Unified Parser
Category: Parser (takes in source code and outputs cc.json)
The Unified Parser is a parser to generate code metrics from a source code file or a project folder without relying on tools other than
CodeCharta. It generates a cc.json file (compressed by default, or uncompressed with -nc).
Supported Languages
Section titled “Supported Languages”| Language | Supported file extensions |
|---|---|
| Javascript | .js, .cjs, .mjs, .jsx |
| Typescript | .ts, .cts, .mts |
| TSX | .tsx |
| Java | .java |
| Kotlin | .kt |
| C# | .cs |
| C++ | .cpp, .cc, .cxx, .c++, .hh, .hpp, .hxx |
| C | .c, .h |
| Objective-C | .m |
| Python | .py |
| Go | .go |
| PHP | .php |
| Ruby | .rb |
| Swift | .swift |
| Bash | .sh |
| Vue | .vue |
| Delphi | .pas, .dpr |
Supported Metrics
Section titled “Supported Metrics”| Metric | Description |
|---|---|
| complexity | Complexity of the file based on the number of paths through the code.

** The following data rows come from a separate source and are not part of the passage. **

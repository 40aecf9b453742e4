//! Integration tests for DeviceLink and LinkPool
//!
//! Links talk over real TCP to an agent served on mock hardware, or to
//! hand-rolled peers that misbehave on purpose.

use std::collections::BTreeMap;
use std::net::SocketAddr;
use std::time::Duration;

use futures::{SinkExt, StreamExt};
use parklink_agent::{AgentConfig, AgentServer, DeviceAgent};
use parklink_core::DeviceEndpoint;
use parklink_hardware::mock::MockBoard;
use parklink_network::{
    BarrierReaction, CommandOutcome, ConnectionState, DeviceLink, InputEvent, LinkConfig,
    LinkFault, LinkPool, OutcomeStatus, PoolConfig, StatusPoller,
};
use parklink_protocol::{AgentCodec, Command, HttpResponse, Reply, StatusSnapshot};
use tokio::net::TcpListener;
use tokio_util::codec::Framed;

async fn start_agent_on(bind_addr: SocketAddr) -> (SocketAddr, MockBoard) {
    let config = AgentConfig {
        bind_addr,
        sample_period: Duration::from_millis(5),
        ..AgentConfig::default()
    };
    let (board, mock) = MockBoard::build(config.debounce).unwrap();
    let agent = DeviceAgent::new(board).unwrap();
    let server = AgentServer::bind(config, agent).await.unwrap();
    let addr = server.local_addr().unwrap();
    tokio::spawn(server.serve());
    (addr, mock)
}

async fn start_agent() -> (SocketAddr, MockBoard) {
    start_agent_on("127.0.0.1:0".parse().unwrap()).await
}

/// Address nothing listens on.
async fn closed_addr() -> SocketAddr {
    let listener = TcpListener::bind("127.0.0.1:0").await.unwrap();
    listener.local_addr().unwrap()
}

fn endpoint(addr: SocketAddr, timeout: Duration) -> DeviceEndpoint {
    DeviceEndpoint::new(addr.ip().to_string(), addr.port(), timeout).unwrap()
}

fn link(addr: SocketAddr) -> DeviceLink {
    DeviceLink::with_config(
        endpoint(addr, Duration::from_secs(2)),
        LinkConfig {
            check_timeout: Duration::from_secs(1),
        },
    )
}

#[tokio::test]
async fn test_pool_with_one_reachable_device() {
    let (up, _mock) = start_agent().await;
    let down = closed_addr().await;

    let mut pool = LinkPool::from_endpoints(
        [
            endpoint(up, Duration::from_secs(2)),
            endpoint(down, Duration::from_secs(2)),
        ],
        LinkConfig::default(),
        PoolConfig {
            activation_pause: Duration::from_millis(10),
        },
        None,
    );

    assert_eq!(
        pool.activate_all().await,
        BTreeMap::from([(0, true), (1, false)])
    );

    let statuses = pool.fetch_all_statuses().await;
    assert_eq!(statuses.len(), 2);
    let snapshot = statuses[&0].as_ref().unwrap();
    assert_eq!(snapshot.leds, vec![0, 1]);
    assert!(statuses[&1].is_none());

    assert_eq!(pool.check_all().await, BTreeMap::from([(0, true), (1, false)]));
    assert!(pool.get(0).unwrap().is_connected());
    assert_eq!(pool.get(1).unwrap().state(), ConnectionState::Disconnected);
    assert!(pool.get(2).is_none());
    assert!(pool.get(-1).is_none());

    pool.deactivate_all();
    assert_eq!(pool.check_all().await, BTreeMap::from([(0, false), (1, false)]));
}

#[tokio::test]
async fn test_check_recovers_after_endpoint_comes_up() {
    let addr = closed_addr().await;
    let mut link = link(addr);

    assert!(!link.activate().await);
    assert_eq!(link.state(), ConnectionState::Disconnected);
    assert!(link.connection_state_text().starts_with("Error: "));

    start_agent_on(addr).await;
    assert!(link.check_connection().await);
    assert_eq!(link.state(), ConnectionState::Connected);
    assert_eq!(link.connection_state_text(), "Connected");
    assert!(link.last_error().is_none());
}

#[tokio::test]
async fn test_commands_reach_the_board() {
    let (addr, mock) = start_agent().await;
    let mut link = link(addr);
    assert!(link.activate().await);

    assert!(link.occupy_space(1).await);
    assert!(mock.indicators[0].level());
    assert!(!mock.indicators[1].level());

    assert!(link.update_display(7).await);
    assert!(link.move_actuator(90).await);
    assert!(link.set_indicator(1, true).await);

    let status = link.fetch_status().await.unwrap();
    assert_eq!(status.display, 7);
    assert_eq!(status.servo, 90);
    assert_eq!(status.leds, vec![1, 1]);
    assert_eq!(link.last_status(), Some(&status));
    assert!(link.last_contact().is_some());
}

#[tokio::test]
async fn test_toggle_barrier_outcome_carries_angle() {
    let (addr, _mock) = start_agent().await;
    let mut link = link(addr);
    link.activate().await;

    let outcome = link.send_command(&Command::toggle_barrier()).await;
    assert_eq!(outcome.status, OutcomeStatus::Ok);
    assert_eq!(outcome.extra_i64("servo"), Some(90));
    assert!(link.toggle_barrier().await);
    assert_eq!(link.fetch_status().await.unwrap().servo, 0);
}

#[tokio::test]
async fn test_unknown_action_is_protocol_error() {
    let (addr, _mock) = start_agent().await;
    let mut link = link(addr);
    link.activate().await;

    let outcome = link.send_command(&Command::named("foo")).await;
    assert_eq!(outcome.status, OutcomeStatus::Error);
    assert_eq!(outcome.fault, Some(LinkFault::Protocol));
    assert_eq!(outcome.http_status, Some(400));
    assert_eq!(outcome.message.as_deref(), Some("accion desconocida"));

    assert_eq!(link.last_error(), Some("HTTP 400"));
    assert_eq!(link.state(), ConnectionState::Connected);
}

#[tokio::test]
async fn test_error_reply_with_success_status_sets_last_error() {
    let listener = TcpListener::bind("127.0.0.1:0").await.unwrap();
    let addr = listener.local_addr().unwrap();
    tokio::spawn(async move {
        let (stream, _) = listener.accept().await.unwrap();
        let mut framed = Framed::new(stream, AgentCodec::new());
        framed.next().await.unwrap().unwrap();
        framed
            .send(HttpResponse::json(200, &StatusSnapshot::default()).unwrap())
            .await
            .unwrap();

        let (stream, _) = listener.accept().await.unwrap();
        let mut framed = Framed::new(stream, AgentCodec::new());
        framed.next().await.unwrap().unwrap();
        framed
            .send(HttpResponse::json(200, &Reply::error("servo bloqueado")).unwrap())
            .await
            .unwrap();
    });

    let mut link = link(addr);
    assert!(link.activate().await);
    assert!(link.last_error().is_none());

    let outcome = link.send_command(&Command::move_actuator(90)).await;
    assert_eq!(outcome.status, OutcomeStatus::Error);
    assert_eq!(outcome.fault, Some(LinkFault::Protocol));
    assert_eq!(outcome.http_status, Some(200));
    assert_eq!(link.last_error(), Some("servo bloqueado"));
    assert_eq!(link.state(), ConnectionState::Connected);
}

#[tokio::test]
async fn test_endpoint_going_away_demotes_link() {
    let listener = TcpListener::bind("127.0.0.1:0").await.unwrap();
    let addr = listener.local_addr().unwrap();
    let peer = tokio::spawn(async move {
        let (stream, _) = listener.accept().await.unwrap();
        let mut framed = Framed::new(stream, AgentCodec::new());
        framed.next().await.unwrap().unwrap();
        framed
            .send(HttpResponse::json(200, &StatusSnapshot::default()).unwrap())
            .await
            .unwrap();
    });

    let mut link = link(addr);
    assert!(link.activate().await);
    peer.await.unwrap();

    let outcome = link.send_command(&Command::occupy(0)).await;
    assert_eq!(outcome.status, OutcomeStatus::Unreachable);
    assert_eq!(outcome.fault, Some(LinkFault::Unreachable));
    assert_eq!(link.state(), ConnectionState::Disconnected);
    assert!(link.connection_state_text().contains(link.last_error().unwrap()));
}

#[tokio::test]
async fn test_timeout_leaves_state_unchanged() {
    let listener = TcpListener::bind("127.0.0.1:0").await.unwrap();
    let addr = listener.local_addr().unwrap();
    tokio::spawn(async move {
        // Answer the activation probe.
        let (stream, _) = listener.accept().await.unwrap();
        let mut framed = Framed::new(stream, AgentCodec::new());
        framed.next().await.unwrap().unwrap();
        framed
            .send(HttpResponse::json(200, &StatusSnapshot::default()).unwrap())
            .await
            .unwrap();

        // Then read requests and never answer.
        let (stream, _) = listener.accept().await.unwrap();
        let mut framed = Framed::new(stream, AgentCodec::new());
        let _ = framed.next().await;
        tokio::time::sleep(Duration::from_secs(5)).await;
    });

    let mut link = DeviceLink::new(endpoint(addr, Duration::from_millis(200)));
    assert!(link.activate().await);

    let outcome = link.send_command(&Command::update_display(1)).await;
    assert_eq!(outcome.status, OutcomeStatus::Timeout);
    assert_eq!(outcome.fault, Some(LinkFault::Timeout));
    assert_eq!(link.last_error(), Some("Timeout"));
    assert_eq!(link.state(), ConnectionState::Connected);
}

#[tokio::test]
async fn test_success_with_unparseable_body() {
    let listener = TcpListener::bind("127.0.0.1:0").await.unwrap();
    let addr = listener.local_addr().unwrap();
    tokio::spawn(async move {
        for body in ["{}", "OK"] {
            let (stream, _) = listener.accept().await.unwrap();
            let mut framed = Framed::new(stream, AgentCodec::new());
            framed.next().await.unwrap().unwrap();
            framed
                .send(HttpResponse::new(200, body.as_bytes().to_vec()))
                .await
                .unwrap();
        }
    });

    let mut link = link(addr);
    assert!(link.activate().await);

    let outcome: CommandOutcome = link.send_command(&Command::toggle_barrier()).await;
    assert_eq!(outcome.status, OutcomeStatus::Ok);
    assert_eq!(outcome.fault, Some(LinkFault::MalformedResponse));
    assert_eq!(outcome.raw_body.as_deref(), Some("OK"));
}

#[tokio::test]
async fn test_poller_reacts_to_entry_press() {
    let (addr, mock) = start_agent().await;
    let mut pool = LinkPool::new(vec![link(addr)], PoolConfig::default());
    pool.activate_all().await;

    mock.clock.set(1_000);
    mock.entry.press();

    let poller = StatusPoller::new(Duration::from_millis(50));
    let reports = poller
        .poll_and_dispatch(&mut pool, &mut BarrierReaction)
        .await;
    assert_eq!(reports.len(), 1);
    assert_eq!(reports[0].events, vec![InputEvent::EntryPressed]);

    let link = pool.get_mut(0).unwrap();
    let status = link.fetch_status().await.unwrap();
    assert_eq!(status.leds, vec![1, 0]);
    assert_eq!(status.servo, 90);

    // Exit press, outside the debounce window of anything before it.
    mock.entry.release();
    mock.exit.press();
    mock.clock.advance(Duration::from_millis(500));
    let reports = poller
        .poll_and_dispatch(&mut pool, &mut BarrierReaction)
        .await;
    assert_eq!(reports[0].events, vec![InputEvent::ExitPressed]);

    let status = pool.get_mut(0).unwrap().fetch_status().await.unwrap();
    assert_eq!(status.leds, vec![0, 1]);
    assert_eq!(status.servo, 0);
}

#[tokio::test]
async fn test_poller_run_stops_on_shutdown() {
    let (addr, _mock) = start_agent().await;
    let mut pool = LinkPool::new(vec![link(addr)], PoolConfig::default());
    pool.activate_all().await;

    let poller = StatusPoller::new(Duration::from_millis(10));
    poller
        .run(
            &mut pool,
            &mut BarrierReaction,
            tokio::time::sleep(Duration::from_millis(100)),
        )
        .await;

    assert!(pool.get(0).unwrap().last_status().is_some());
}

Also includes complexity introduced by definition of functions, classes, etc. (Represents the ‘cognitive load’ necessary to overlook the whole file) |
| logic_complexity | Complexity of the file based on number of paths through the code, similar to cyclomatic complexity (only counts complexity in code, not complexity introduced by definition of functions, classes, etc.) |
| comment_lines | The number of comment lines found in a file |
| number_of_functions | The number of functions and methods in a file |
| loc (Lines of Code) | Lines of code including empty lines and comments |
| rloc (Real lines of code) | Number of lines that contain at least one character which is neither a whitespace nor a tabulation nor part of a comment |
| long_method | Code smell showing the number of functions with more than 10 real lines of code (rloc) |
| long_parameter_list | Code smell showing the number of functions with more than 4 parameters |
| excessive_comments | Code smell showing whether a file has more than 10 comment lines |
| comment_ratio | The ratio of comment lines to real lines of code (rloc) |
| message_chains | Code smell showing occurrences of method call chains with 4 or more consecutive calls suggesting tight coupling |
Some metrics are calculated on a per-function basis rather than per-file. Each of these metrics has max, min, mean and median values for each file. The names of these metrics are prefixed by “max_”, “min_”, …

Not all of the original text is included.